Well, to me it implied that I couldn't express my opinion about error
message reporting, except if I was part of the browser coding WWW
hard-core. Well, I'm sorry if I got it wrong.
> And how's your browser coming?
Well, I work at the Euromath Center (as you can see from my
signature), which is part of the Euromath Project. Euromath develops
an environment for research mathematicians, for editing math
documents, searching on-line databases, sending mail, stuff like
that. Everything is based on SGML, at the core of Euromath we have a
commercial SGML editing engine, GATE, which we bought from (and partly
co-developed with) Grif S.A. in Paris, France.
Euromath lets you do WYSIWYG editing (well, you probably know about
the qualifications you need to make that a meaningful proposition.
Anyway, in Grif/GATE you a presentation specification for each DTD,
which is then used for editing, printing and so on.) of SGML. We have
developed our own Euromath DTD, and are part of the standardisation
effort to get a common Math DTD fragment.
I'm responsible for the development of a prototype Network Information
Service in Euromath. So far I have developed a Gopher browser, and I
have built a client which downloads SGML (Euromath DTD) files from our
WWW server using HTTP.
I've also written a DTD equivalent to the current HTML, which lets me
do WYSIWYG editing of WWW documents, and then export them to HTML. I'm
considering writing an export facility from the Euromath DTD to
HTML[+].
What I HAVEN'T done, is write a translator from HTML (or HTML+) to my
HTML-equivalent DTD. Therefor, at the moment, I can't import HTML docs
into Euromath. -- This is where all moaning and groaning about bad
markup comes in.
WWW was perfect for us: It was there, lots of interested information
providers (there is already quite a bit out there, as you know), AND
it uses (claimed to use) SGML. -- Should be a piece of cake, 3 months'
work, and we'd provide the Euromath community with access to all sorts
of information from within their own environment.

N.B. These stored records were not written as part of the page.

use serde::{Deserialize, Serialize};
use serde_json::{json, Value};
use std::time::Duration;
use tracing::{debug, info, warn};

use super::{Completion, CompletionClient, CompletionRequest, ContentPart, TokenUsage};
use crate::config::AiCredentials;
use crate::error::{GenerationFailure, SynthError, SynthResult};
use crate::logging::PerformanceTimer;

/// Azure OpenAI chat-completions client
#[derive(Debug, Clone)]
pub struct AzureOpenAiClient {
    http: reqwest::Client,
    credentials: AiCredentials,
    truncation_margin: u32,
}

#[derive(Debug, Serialize)]
struct ChatRequestBody {
    messages: Vec<ChatMessage>,
    temperature: f32,
    max_tokens: u32,
    #[serde(skip_serializing_if = "Option::is_none")]
    response_format: Option<Value>,
}

#[derive(Debug, Serialize)]
struct ChatMessage {
    role: &'static str,
    content: Value,
}

#[derive(Debug, Deserialize)]
struct ChatResponseBody {
    #[serde(default)]
    choices: Vec<ChatChoice>,
    #[serde(default)]
    usage: Option<TokenUsage>,
}

#[derive(Debug, Deserialize)]
struct ChatChoice {
    message: ChatChoiceMessage,
}

#[derive(Debug, Deserialize)]
struct ChatChoiceMessage {
    #[serde(default)]
    content: Option<String>,
}

impl AzureOpenAiClient {
    pub fn new(credentials: AiCredentials, request_timeout: Duration) -> SynthResult<Self> {
        let http = reqwest::Client::builder()
            .timeout(request_timeout)
            .build()
            .map_err(|e| SynthError::configuration(format!("Failed to build HTTP client: {}", e)))?;

        info!(
            "🤖 Completion endpoint {} (data: {}, vision: {})",
            credentials.endpoint, credentials.data_deployment, credentials.vision_deployment
        );

        Ok(Self {
            http,
            credentials,
            truncation_margin: 100,
        })
    }

    pub fn with_truncation_margin(mut self, margin: u32) -> Self {
        self.truncation_margin = margin;
        self
    }

    fn request_url(&self, deployment: &str) -> String {
        format!(
            "{}/openai/deployments/{}/chat/completions?api-version={}",
            self.credentials.endpoint.trim_end_matches('/'),
            deployment,
            self.credentials.api_version
        )
    }
}

fn request_body(request: &CompletionRequest) -> ChatRequestBody {
    // Plain string content when there are no images keeps the payload small
    let user_content = match request.user.as_slice() {
        [ContentPart::Text(text)] => Value::String(text.clone()),
        parts => Value::Array(
            parts
                .iter()
                .map(|part| match part {
                    ContentPart::Text(text) => json!({"type": "text", "text": text}),
                    ContentPart::PngImage(data) => json!({
                        "type": "image_url",
                        "image_url": {"url": format!("data:image/png;base64,{}", data)}
                    }),
                })
                .collect(),
        ),
    };

    ChatRequestBody {
        messages: vec![
            ChatMessage {
                role: "system",
                content: Value::String(request.system.clone()),
            },
            ChatMessage {
                role: "user",
                content: user_content,
            },
        ],
        temperature: request.temperature,
        max_tokens: request.max_tokens,
        response_format: request.json_mode.then(|| json!({"type": "json_object"})),
    }
}

impl CompletionClient for AzureOpenAiClient {
    async fn complete(&self, request: &CompletionRequest) -> SynthResult<Completion> {
        let _timer = PerformanceTimer::start(format!("completion ({})", request.deployment));
        let url = self.request_url(&request.deployment);
        debug!("POST {}", url);

        let response = self
            .http
            .post(&url)
            .header("api-key", &self.credentials.api_key)
            .json(&request_body(request))
            .send()
            .await
            .map_err(|e| {
                SynthError::generation_with_source(
                    GenerationFailure::Transport,
                    "completion endpoint unreachable",
                    e,
                )
            })?;

        let status = response.status();
        if !status.is_success() {
            let error_text = response
                .text()
                .await
                .unwrap_or_else(|_| "Unknown error".to_string());
            return Err(SynthError::generation(
                GenerationFailure::Status,
                format!("completion endpoint returned {}: {}", status, error_text),
            ));
        }

        let body: ChatResponseBody = response.json().await.map_err(|e| {
            SynthError::generation_with_source(
                GenerationFailure::MalformedJson,
                "completion response was not valid JSON",
                e,
            )
        })?;

        if let Some(usage) = body.usage {
            info!(
                "Token usage - Input: {}, Output: {}, Total: {}",
                usage.prompt_tokens, usage.completion_tokens, usage.total_tokens
            );
            if usage.completion_tokens + self.truncation_margin >= request.max_tokens {
                warn!(
                    "⚠️  Response may be truncated - used {} out of {} max tokens",
                    usage.completion_tokens, request.max_tokens
                );
            }
        }

        let content = body
            .choices
            .into_iter()
            .next()
            .and_then(|choice| choice.message.content)
            .filter(|content| !content.trim().is_empty())
            .ok_or_else(|| SynthError::generation(GenerationFailure::EmptyResponse, "no message content in response"))?;

        Ok(Completion {
            content,
            usage: body.usage,
        })
    }
}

The catch, of course, is that we can't handle bad markup, our editing
engine is TRUE SGML; there is no way it will handle tags in all kinds
of strange places. Never. Of course, writing the translator from
HTML[+] to our HTML-equivalent DTD, I could anticipate some problems,
and handle them, but there's no prospect that I can handle
everything.
So how's my browser coming along? Well, right now I'm waiting to see
what HTML+ will look like in the end (soon, I hope?). If the result is
reasonable, I'll try make a translator. Otherwise, we'll probably
build our own little distributed hypertext, using our own DTDs (but,
perhaps, using HTTP). That outcome would be a real shame, since there
is so much attractive (sic!) information available through WWW/HTML.
Enough said.
Cheers,
Klaus
PS. I thought I'd post this on list as well... -K.